The influence of Carex aquatilis and Juncus balticus on methane dynamics: A comparison with water sourced from a natural and a constructed fen
As fen peatlands have been heavily disturbed by resource extraction in northeastern Alberta, Canada, fen construction has been completed. In order to optimize biogeochemical function of future constructed fens, it is beneficial to understand methane (CH₄) cycling of newly constructed fens, and how revegetation strategies influence CH₄ dynamics. Here, we investigate the effects of two vascular species used for fen construction on CH₄ dynamics.
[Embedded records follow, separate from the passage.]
#[cfg(test)]
mod tests {
    use super::*;
    use crate::db::memory::MemoryConnector;
    use crate::db::models::{Building, Contact, Reading};
    use chrono::TimeZone;
    use std::collections::{BTreeMap, BTreeSet};
    use std::num::NonZeroU32;
    use std::thread;
    use std::time::Instant;

    fn fixed_now() -> DateTime<Utc> {
        Utc.with_ymd_and_hms(2025, 10, 1, 12, 30, 0).unwrap()
    }

    fn settings(interval: Duration) -> GeneratorSettings {
        GeneratorSettings {
            database: "sensors".into(),
            building_count: 3,
            batch_size: NonZeroUsize::new(500).unwrap(),
            steady_interval: interval,
            seed: Some(17),
            retry: RetryPolicies::immediate(),
        }
    }

    fn hourly(connector: &MemoryConnector) -> Generator<MemoryConnector> {
        let mut generator = Generator::new(connector.clone(), settings(Duration::from_secs(3600)));
        generator.clock = fixed_now;
        generator
    }

    fn stored<T: serde::de::DeserializeOwned>(connector: &MemoryConnector, table: &str) -> Vec<T> {
        connector
            .state()
            .rows(table)
            .into_iter()
            .map(|doc| serde_json::from_value(doc).unwrap())
            .collect()
    }

    fn request_shutdown_after(handle: ShutdownHandle, delay: Duration) -> thread::JoinHandle<()> {
        thread::spawn(move || {
            thread::sleep(delay);
            handle.request();
        })
    }

    fn readings(connector: &MemoryConnector) -> Vec<Reading> {
        stored(connector, tables::READINGS)
    }

    #[test]
    fn empty_store_is_provisioned_seeded_and_backfilled() {
        let connector = MemoryConnector::new();
        let mut generator = hourly(&connector);
        generator.initialize(false).unwrap();

        let status = generator.status();
        assert_eq!(status.phase, Phase::Steady);
        assert!(status.ticking && status.connected);
        assert_eq!((status.ticks_emitted, status.ticks_failed), (1, 0));

        let state = connector.state();
        assert_eq!(state.tables.len(), 4);
        assert_eq!(state.index_creates, 11);
        assert_eq!(state.row_count(tables::BUILDINGS), 3);
        assert!(state.row_count(tables::CONTACTS) >= 6);
        assert_eq!(state.row_count(tables::SENSORS), status.sensor_count);
        assert!((9..=18).contains(&status.sensor_count));

        // daily history plus the immediate steady tick
        let days = BackfillWindow::ending_at(fixed_now()).day_count() as usize;
        assert_eq!(days, 732);
        assert_eq!(state.row_count(tables::READINGS), status.sensor_count * (days + 1));
    }

    #[test]
    fn existing_readings_resume_without_regenerating() {
        let connector = MemoryConnector::new();
        let mut first = hourly(&connector);
        first.initialize(false).unwrap();
        let sensor_count = first.status().sensor_count;
        first.disconnect();

        let buildings_before: BTreeSet<String> = connector
            .state()
            .rows(tables::BUILDINGS)
            .into_iter()
            .map(|doc| serde_json::from_value::<Building>(doc).unwrap().building_id)
            .collect();
        let readings_before = connector.state().row_count(tables::READINGS);

        let mut second = Generator::new(connector.clone(), GeneratorSettings {
            seed: Some(99),
            ..settings(Duration::from_secs(3600))
        });
        second.clock = fixed_now;
        second.initialize(false).unwrap();
        assert_eq!(second.status().sensor_count, sensor_count);
        assert_eq!(connector.state().row_count(tables::BUILDINGS), 3);
        let buildings_after: BTreeSet<String> = connector
            .state()
            .rows(tables::BUILDINGS)
            .into_iter()
            .map(|doc| serde_json::from_value::<Building>(doc).unwrap().building_id)
            .collect();
        assert_eq!(buildings_before, buildings_after);
        assert_eq!(connector.state().row_count(tables::READINGS), readings_before + sensor_count);
    }

    #[test]
    fn regenerate_replaces_previous_data() {
        let connector = MemoryConnector::new();
        let mut generator = hourly(&connector);
        generator.initialize(false).unwrap();
        generator.disconnect();

        generator.initialize(true).unwrap();
        let sensor_count = generator.status().sensor_count;
        assert_eq!(connector.state().row_count(tables::BUILDINGS), 3);
        assert_eq!(connector.state().row_count(tables::SENSORS), sensor_count);

        let current: BTreeSet<String> = connector
            .state()
            .rows(tables::SENSORS)
            .iter()
            .map(|doc| doc["sensor_id"].as_str().unwrap().to_string())
            .collect();
        assert!(readings(&connector).iter().all(|r| current.contains(&r.sensor_id)));
    }

    #[test]
    fn disconnect_stops_emission_and_releases_connection() {
        let connector = MemoryConnector::new();
        let mut generator = Generator::new(connector.clone(), settings(Duration::from_millis(10)));
        generator.clock = fixed_now;
        generator.initialize(false).unwrap();

        let start = Instant::now();
        while generator.status().ticks_emitted < 3 && start.elapsed() < Duration::from_secs(5) {
            thread::sleep(Duration::from_millis(5));
        }
        assert!(generator.status().ticks_emitted >= 3);

        generator.disconnect();
        let status = generator.status();
        assert_eq!(status.phase, Phase::Stopped);
        assert!(!status.ticking && !status.connected);
        assert_eq!(connector.state().open_connections, 0);

        let after = connector.state().row_count(tables::READINGS);
        thread::sleep(Duration::from_millis(50));
        assert_eq!(connector.state().row_count(tables::READINGS), after);

        generator.disconnect();
        assert_eq!(generator.phase(), Phase::Stopped);
    }

    #[test]
    fn second_initialize_while_running_is_refused() {
        let connector = MemoryConnector::new();
        let mut generator = hourly(&connector);
        generator.initialize(false).unwrap();
        let err = generator.initialize(false).unwrap_err();
        assert!(matches!(err, GeneratorError::AlreadyRunning(Phase::Steady)));
        assert!(generator.status().connected);
    }

    #[test]
    fn unreachable_store_leaves_generator_failed() {
        let connector = MemoryConnector::new();
        connector.state().faults.connect_failures = 3;
        let mut generator = hourly(&connector);

        let err = generator.initialize(false).unwrap_err();
        assert!(matches!(&err, GeneratorError::Store { step, attempts: 1, .. } if step == "connect"));
        assert_eq!(generator.phase(), Phase::Failed);
        assert!(!generator.status().connected);
    }

    #[test]
    fn failed_seeding_releases_everything() {
        let connector = MemoryConnector::new();
        connector.state().faults.insert_failures = 100;
        let mut generator = hourly(&connector);

        let err = generator.initialize(false).unwrap_err();
        assert!(matches!(&err, GeneratorError::Store { step, .. } if step == "insert into buildings"));
        let status = generator.status();
        assert_eq!(status.phase, Phase::Failed);
        assert!(!status.connected && !status.ticking);
        assert_eq!(connector.state().open_connections, 0);

        // failed generators can be started again
        connector.state().faults.insert_failures = 0;
        generator.initialize(false).unwrap();
        assert_eq!(generator.phase(), Phase::Steady);
    }

    #[test]
    fn shutdown_requested_before_start_skips_connecting() {
        let connector = MemoryConnector::new();
        let mut generator = hourly(&connector);
        generator.shutdown_handle().request();

        let err = generator.initialize(false).unwrap_err();
        assert!(err.is_cancelled());
        assert_eq!(generator.phase(), Phase::Stopped);
        assert_eq!(connector.state().open_connections, 0);
        assert!(connector.state().databases.is_empty());
    }

    #[test]
    fn shutdown_interrupts_connect_retries() {
        let connector = MemoryConnector::new();
        connector.state().faults.connect_failures = 100;
        let mut generator = hourly(&connector);
        generator.settings.retry.connect = RetryPolicy::new(NonZeroU32::new(50).unwrap(), Duration::from_millis(200));
        let requester = request_shutdown_after(generator.shutdown_handle(), Duration::from_millis(50));

        let start = Instant::now();
        let err = generator.initialize(false).unwrap_err();
        requester.join().unwrap();
        assert!(err.is_cancelled(), "{err}");
        assert!(start.elapsed() < Duration::from_secs(2));
        assert_eq!(generator.phase(), Phase::Stopped);
        assert!(!generator.status().connected);
    }

    #[test]
    fn restart_after_interrupted_backfill_reseeds_cleanly() {
        let connector = MemoryConnector::new();
        connector.state().faults.unwritable_tables.insert(tables::READINGS.into());
        let mut first = hourly(&connector);
        first.settings.retry.insert = RetryPolicy::new(NonZeroU32::new(1000).unwrap(), Duration::from_millis(20));
        let requester = request_shutdown_after(first.shutdown_handle(), Duration::from_millis(100));

        let err = first.initialize(false).unwrap_err();
        requester.join().unwrap();
        assert!(err.is_cancelled(), "{err}");
        assert_eq!(first.phase(), Phase::Stopped);
        assert_eq!(connector.state().row_count(tables::BUILDINGS), 3);
        assert!(connector.state().row_count(tables::SENSORS) > 0);
        assert_eq!(connector.state().row_count(tables::READINGS), 0);

        connector.state().faults.unwritable_tables.clear();
        let mut second = Generator::new(connector.clone(), GeneratorSettings {
            seed: Some(99),
            ..settings(Duration::from_secs(3600))
        });
        second.clock = fixed_now;
        second.initialize(false).unwrap();

        let sensors: Vec<Sensor> = stored(&connector, tables::SENSORS);
        assert_eq!(sensors.len(), second.status().sensor_count);
        let mut per_building: BTreeMap<String, usize> = BTreeMap::new();
        for s in &sensors {
            *per_building.entry(s.building_id.clone()).or_default() += 1;
        }
        assert_eq!(per_building.len(), 3);
        assert!(per_building.values().all(|n| (3..=6).contains(n)), "{per_building:?}");

        let contacts: Vec<Contact> = stored(&connector, tables::CONTACTS);
        for building in per_building.keys() {
            let primaries = contacts
                .iter()
                .filter(|c| &c.building_id == building && c.is_primary_emergency)
                .count();
            assert_eq!(primaries, 1, "{building}");
        }

        let days = BackfillWindow::ending_at(fixed_now()).day_count() as usize;
        assert_eq!(connector.state().row_count(tables::READINGS), sensors.len() * (days + 1));
        let known: BTreeSet<&str> = sensors.iter().map(|s| s.sensor_id.as_str()).collect();
        assert!(readings(&connector).iter().all(|r| known.contains(r.sensor_id.as_str())));
    }

    #[test]
    fn status_serializes_phase_by_name() {
        let connector = MemoryConnector::new();
        let generator = hourly(&connector);
        let value = serde_json::to_value(generator.status()).unwrap();
        assert_eq!(value["phase"], "idle");
        assert_eq!(value["sensor_count"], 0);
        assert_eq!(value["connected"], false);
    }

    #[test]
    fn dropping_generator_disconnects() {
        let connector = MemoryConnector::new();
        let mut generator = hourly(&connector);
        generator.initialize(false).unwrap();
        assert_eq!(connector.state().open_connections, 1);
        drop(generator);
        assert_eq!(connector.state().open_connections, 0);
    }
}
A factorial greenhouse experiment using peat columns and a laboratory incubation experiment were used to understand differences in CH₄ production, emissions, pore water concentration, and oxidation between Carex aquatilis Wahlenb. and Juncus balticus Willd. The experiment also considered how water sourced from the constructed fen influenced CH₄ dynamics compared to natural rich fen water. Higher pore water CH₄ concentration and potential CH₄ production were found at C. aquatilis columns, possibly associated with higher labile carbon throughout the column. In columns with J. balticus, evidence to support radial oxygen loss reducing CH₄ concentration and production was found. Water sampled from peat columns with constructed fen water had higher Fe (all cation forms), Mn (all cation forms), SO₄²−, and NO₃− compared to columns with rich fen water, which corresponded to lower CH₄ emissions and pore water concentration. Results from this study could be used to inform revegetation designs of future constructed fens that consider greenhouse gas emissions, including CH₄, as a reclamation goal.